(Beginning of Material shown)

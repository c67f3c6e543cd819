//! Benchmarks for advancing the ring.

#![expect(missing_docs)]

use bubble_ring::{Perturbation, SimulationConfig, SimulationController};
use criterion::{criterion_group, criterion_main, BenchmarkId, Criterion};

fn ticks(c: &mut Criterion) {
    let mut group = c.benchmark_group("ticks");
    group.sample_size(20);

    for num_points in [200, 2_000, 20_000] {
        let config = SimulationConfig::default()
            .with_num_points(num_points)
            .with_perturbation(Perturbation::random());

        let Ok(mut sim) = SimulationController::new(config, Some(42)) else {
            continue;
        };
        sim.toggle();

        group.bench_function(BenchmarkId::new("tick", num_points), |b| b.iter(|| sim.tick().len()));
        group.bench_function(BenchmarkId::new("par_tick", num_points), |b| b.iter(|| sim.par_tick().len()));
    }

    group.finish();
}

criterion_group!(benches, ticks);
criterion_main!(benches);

(End of Material shown)
(Beginning of Material shown)

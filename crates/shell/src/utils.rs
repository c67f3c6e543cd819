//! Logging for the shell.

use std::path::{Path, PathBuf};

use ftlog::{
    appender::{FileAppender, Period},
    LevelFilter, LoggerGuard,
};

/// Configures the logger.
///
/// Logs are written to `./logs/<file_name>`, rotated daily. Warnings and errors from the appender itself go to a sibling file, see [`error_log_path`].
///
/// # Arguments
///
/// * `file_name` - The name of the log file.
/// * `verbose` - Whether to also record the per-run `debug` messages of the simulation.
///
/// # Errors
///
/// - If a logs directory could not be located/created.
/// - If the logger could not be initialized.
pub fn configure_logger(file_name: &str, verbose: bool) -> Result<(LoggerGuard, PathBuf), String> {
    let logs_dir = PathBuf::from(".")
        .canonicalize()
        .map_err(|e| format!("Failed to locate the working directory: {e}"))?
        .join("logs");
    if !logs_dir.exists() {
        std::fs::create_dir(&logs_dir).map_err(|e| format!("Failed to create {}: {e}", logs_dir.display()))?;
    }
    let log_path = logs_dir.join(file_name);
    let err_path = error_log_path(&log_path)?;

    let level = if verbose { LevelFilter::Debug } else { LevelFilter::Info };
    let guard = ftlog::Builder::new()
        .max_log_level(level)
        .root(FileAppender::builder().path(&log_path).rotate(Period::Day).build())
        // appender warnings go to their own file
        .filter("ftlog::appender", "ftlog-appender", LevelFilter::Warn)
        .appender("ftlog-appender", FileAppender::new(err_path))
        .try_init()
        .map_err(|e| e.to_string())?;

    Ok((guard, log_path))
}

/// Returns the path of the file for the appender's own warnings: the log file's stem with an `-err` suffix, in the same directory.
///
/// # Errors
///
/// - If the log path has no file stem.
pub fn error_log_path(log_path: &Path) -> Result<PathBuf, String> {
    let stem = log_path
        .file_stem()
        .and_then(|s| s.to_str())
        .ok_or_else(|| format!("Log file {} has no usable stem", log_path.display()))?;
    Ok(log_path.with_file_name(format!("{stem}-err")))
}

(End of Material shown)

**Work required**
Show every line of the records above that contains the word "from".

**Exercise answer**
/// Logs are written to `./logs/<file_name>`, rotated daily. Warnings and errors from the appender itself go to a sibling file, see [`error_log_path`].
    let logs_dir = PathBuf::from(".")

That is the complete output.